INSTRUCTIONS TO FOLLOW:
Set out exactly, line by line, the stretch of data below that begins at the line containing "Validate command implementation" and ends at the line containing "Execute the validate command", with both ends kept.

[[ RECORDS SHOWN open ]]

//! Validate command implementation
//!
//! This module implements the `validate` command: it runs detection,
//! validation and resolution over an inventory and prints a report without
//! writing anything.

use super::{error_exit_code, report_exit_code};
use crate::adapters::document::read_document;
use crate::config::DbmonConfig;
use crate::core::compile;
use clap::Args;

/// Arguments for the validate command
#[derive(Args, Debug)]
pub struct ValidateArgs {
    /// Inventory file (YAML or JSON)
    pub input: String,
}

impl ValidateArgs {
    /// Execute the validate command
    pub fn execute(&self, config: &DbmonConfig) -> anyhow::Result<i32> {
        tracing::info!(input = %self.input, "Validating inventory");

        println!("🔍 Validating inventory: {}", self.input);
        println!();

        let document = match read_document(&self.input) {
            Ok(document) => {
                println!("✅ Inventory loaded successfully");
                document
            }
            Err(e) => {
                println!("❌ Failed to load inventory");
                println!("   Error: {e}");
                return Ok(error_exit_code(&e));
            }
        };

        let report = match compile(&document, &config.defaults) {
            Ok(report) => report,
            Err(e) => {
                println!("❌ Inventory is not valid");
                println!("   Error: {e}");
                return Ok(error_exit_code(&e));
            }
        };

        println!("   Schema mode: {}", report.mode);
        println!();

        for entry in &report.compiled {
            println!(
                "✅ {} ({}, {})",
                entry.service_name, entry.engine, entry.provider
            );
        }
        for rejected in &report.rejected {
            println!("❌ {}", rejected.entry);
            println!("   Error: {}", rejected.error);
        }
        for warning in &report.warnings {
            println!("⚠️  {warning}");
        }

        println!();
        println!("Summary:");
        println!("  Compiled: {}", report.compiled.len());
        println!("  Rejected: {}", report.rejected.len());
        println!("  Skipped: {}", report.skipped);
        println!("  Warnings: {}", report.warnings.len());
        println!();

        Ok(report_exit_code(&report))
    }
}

[[ RECORDS SHOWN closed ]]
[[ RECORDS SHOWN open ]]

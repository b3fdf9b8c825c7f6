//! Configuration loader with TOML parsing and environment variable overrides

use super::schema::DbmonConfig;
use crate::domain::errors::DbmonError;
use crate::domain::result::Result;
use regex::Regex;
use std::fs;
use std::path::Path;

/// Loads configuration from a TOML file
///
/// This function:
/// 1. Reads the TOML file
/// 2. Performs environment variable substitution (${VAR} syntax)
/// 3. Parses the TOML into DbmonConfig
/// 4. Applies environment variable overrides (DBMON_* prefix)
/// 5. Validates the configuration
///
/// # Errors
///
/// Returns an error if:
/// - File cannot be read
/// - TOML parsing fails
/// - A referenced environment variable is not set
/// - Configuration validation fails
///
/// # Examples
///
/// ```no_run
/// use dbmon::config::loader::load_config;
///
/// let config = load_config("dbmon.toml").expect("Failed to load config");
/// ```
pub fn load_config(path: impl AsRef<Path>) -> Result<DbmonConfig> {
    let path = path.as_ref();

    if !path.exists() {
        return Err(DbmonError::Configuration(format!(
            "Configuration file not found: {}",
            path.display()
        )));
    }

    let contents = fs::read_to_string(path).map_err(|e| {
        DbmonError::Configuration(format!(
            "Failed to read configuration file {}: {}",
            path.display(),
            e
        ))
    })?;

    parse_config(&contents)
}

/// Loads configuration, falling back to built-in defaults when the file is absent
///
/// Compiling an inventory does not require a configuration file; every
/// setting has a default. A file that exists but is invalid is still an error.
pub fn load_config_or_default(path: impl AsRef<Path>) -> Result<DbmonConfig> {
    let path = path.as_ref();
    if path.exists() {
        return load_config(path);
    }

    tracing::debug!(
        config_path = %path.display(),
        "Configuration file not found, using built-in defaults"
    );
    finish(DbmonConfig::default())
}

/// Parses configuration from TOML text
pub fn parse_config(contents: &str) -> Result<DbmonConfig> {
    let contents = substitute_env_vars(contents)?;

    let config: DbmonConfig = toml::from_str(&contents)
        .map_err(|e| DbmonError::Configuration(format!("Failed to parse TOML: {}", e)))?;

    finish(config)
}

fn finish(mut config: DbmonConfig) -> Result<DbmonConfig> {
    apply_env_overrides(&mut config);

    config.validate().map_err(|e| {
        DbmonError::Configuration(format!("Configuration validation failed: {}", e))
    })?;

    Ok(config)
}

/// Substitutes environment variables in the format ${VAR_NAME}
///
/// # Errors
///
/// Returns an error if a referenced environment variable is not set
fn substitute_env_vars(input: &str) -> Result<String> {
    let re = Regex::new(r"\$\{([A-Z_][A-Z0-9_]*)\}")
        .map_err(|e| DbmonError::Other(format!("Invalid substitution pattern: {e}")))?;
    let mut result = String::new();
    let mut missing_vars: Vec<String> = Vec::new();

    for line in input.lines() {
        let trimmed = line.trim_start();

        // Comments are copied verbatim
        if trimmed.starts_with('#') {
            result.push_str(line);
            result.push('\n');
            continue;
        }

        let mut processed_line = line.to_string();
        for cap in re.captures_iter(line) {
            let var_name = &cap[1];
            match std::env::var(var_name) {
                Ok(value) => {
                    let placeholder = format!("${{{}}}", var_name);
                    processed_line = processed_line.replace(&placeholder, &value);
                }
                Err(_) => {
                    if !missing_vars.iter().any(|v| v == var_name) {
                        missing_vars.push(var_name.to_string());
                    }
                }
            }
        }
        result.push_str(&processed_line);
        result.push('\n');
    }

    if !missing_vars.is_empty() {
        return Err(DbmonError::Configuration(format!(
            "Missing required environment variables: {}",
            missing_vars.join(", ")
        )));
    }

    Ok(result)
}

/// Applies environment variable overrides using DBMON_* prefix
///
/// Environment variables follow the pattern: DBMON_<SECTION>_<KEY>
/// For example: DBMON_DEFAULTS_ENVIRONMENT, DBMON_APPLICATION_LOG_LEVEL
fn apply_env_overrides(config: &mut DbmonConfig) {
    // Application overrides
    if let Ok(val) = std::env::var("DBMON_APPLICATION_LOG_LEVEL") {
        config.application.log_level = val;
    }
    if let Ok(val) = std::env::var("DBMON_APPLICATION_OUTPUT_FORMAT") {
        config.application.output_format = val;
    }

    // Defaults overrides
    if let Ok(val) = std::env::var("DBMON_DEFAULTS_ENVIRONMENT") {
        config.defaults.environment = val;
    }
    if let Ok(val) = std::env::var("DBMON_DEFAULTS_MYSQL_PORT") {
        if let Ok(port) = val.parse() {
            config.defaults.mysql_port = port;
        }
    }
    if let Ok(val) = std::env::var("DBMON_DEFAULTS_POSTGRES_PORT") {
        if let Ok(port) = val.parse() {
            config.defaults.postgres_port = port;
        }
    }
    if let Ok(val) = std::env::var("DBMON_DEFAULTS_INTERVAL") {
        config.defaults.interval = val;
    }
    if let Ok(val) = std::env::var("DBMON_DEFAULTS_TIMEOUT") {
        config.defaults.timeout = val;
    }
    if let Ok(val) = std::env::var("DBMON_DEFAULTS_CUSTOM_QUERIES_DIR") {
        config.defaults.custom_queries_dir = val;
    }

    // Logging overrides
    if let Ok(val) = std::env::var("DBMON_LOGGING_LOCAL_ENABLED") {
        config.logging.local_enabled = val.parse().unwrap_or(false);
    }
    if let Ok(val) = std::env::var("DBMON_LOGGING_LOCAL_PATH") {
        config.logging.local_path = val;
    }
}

[[ RECORDS SHOWN closed ]]
[[ RECORDS SHOWN open ]]

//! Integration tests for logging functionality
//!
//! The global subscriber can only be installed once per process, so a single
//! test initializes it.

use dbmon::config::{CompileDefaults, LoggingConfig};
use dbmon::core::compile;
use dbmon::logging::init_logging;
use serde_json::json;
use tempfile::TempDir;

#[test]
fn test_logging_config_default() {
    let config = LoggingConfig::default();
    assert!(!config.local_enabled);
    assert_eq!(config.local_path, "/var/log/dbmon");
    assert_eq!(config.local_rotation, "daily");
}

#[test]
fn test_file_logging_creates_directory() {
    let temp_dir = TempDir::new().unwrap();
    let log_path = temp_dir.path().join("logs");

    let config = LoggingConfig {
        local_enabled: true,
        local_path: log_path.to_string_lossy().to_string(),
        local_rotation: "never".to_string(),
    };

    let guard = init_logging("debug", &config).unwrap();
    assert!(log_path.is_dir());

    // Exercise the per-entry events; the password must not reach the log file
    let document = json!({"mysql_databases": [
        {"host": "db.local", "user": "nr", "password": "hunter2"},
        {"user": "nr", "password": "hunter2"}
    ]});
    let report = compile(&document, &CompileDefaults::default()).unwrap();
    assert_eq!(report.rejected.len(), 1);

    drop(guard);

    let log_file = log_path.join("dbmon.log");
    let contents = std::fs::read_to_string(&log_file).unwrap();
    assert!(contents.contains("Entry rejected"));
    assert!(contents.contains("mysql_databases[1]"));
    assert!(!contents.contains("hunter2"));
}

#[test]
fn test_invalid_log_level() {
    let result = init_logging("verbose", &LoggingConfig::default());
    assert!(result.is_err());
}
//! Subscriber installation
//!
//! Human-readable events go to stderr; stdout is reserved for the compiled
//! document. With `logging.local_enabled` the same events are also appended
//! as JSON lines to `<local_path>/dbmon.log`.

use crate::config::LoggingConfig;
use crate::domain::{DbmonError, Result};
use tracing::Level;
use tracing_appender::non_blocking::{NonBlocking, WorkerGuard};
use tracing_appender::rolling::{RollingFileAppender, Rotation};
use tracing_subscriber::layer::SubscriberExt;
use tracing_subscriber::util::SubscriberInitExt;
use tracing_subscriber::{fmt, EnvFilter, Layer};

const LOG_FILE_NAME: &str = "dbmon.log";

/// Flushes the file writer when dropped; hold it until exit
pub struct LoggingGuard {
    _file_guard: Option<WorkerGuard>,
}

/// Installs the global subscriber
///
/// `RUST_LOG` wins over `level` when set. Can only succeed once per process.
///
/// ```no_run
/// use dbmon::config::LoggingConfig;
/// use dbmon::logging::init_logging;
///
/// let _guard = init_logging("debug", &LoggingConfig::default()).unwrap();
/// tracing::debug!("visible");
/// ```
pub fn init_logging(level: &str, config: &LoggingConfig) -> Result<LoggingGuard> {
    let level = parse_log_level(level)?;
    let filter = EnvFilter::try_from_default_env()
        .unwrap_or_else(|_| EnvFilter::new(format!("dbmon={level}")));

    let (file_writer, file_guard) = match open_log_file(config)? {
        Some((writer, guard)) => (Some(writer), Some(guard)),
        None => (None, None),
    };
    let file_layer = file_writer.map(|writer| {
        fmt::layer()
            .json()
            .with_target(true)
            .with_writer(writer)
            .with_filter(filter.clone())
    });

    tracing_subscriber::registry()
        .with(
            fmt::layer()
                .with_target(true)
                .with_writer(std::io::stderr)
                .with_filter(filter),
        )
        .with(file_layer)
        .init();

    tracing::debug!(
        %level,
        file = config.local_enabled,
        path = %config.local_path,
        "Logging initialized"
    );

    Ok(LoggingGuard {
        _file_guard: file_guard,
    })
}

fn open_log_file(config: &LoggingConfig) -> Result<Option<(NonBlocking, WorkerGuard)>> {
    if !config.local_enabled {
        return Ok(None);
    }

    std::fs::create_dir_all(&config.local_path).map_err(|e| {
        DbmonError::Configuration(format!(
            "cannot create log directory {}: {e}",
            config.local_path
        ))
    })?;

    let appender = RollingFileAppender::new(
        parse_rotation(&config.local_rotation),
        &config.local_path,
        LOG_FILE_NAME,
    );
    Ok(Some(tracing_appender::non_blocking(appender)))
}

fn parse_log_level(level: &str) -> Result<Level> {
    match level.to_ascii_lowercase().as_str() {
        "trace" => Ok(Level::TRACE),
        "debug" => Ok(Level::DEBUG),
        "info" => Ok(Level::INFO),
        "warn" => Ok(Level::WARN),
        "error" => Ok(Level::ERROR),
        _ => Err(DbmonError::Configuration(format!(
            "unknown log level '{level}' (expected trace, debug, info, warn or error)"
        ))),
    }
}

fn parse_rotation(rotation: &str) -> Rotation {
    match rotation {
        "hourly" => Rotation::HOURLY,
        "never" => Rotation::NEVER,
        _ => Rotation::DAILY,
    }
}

[[ RECORDS SHOWN closed ]]

EXERCISE SOLUTION:
//! Validate command implementation
//!
//! This module implements the `validate` command: it runs detection,
//! validation and resolution over an inventory and prints a report without
//! writing anything.

use super::{error_exit_code, report_exit_code};
use crate::adapters::document::read_document;
use crate::config::DbmonConfig;
use crate::core::compile;
use clap::Args;

/// Arguments for the validate command
#[derive(Args, Debug)]
pub struct ValidateArgs {
    /// Inventory file (YAML or JSON)
    pub input: String,
}

impl ValidateArgs {
    /// Execute the validate command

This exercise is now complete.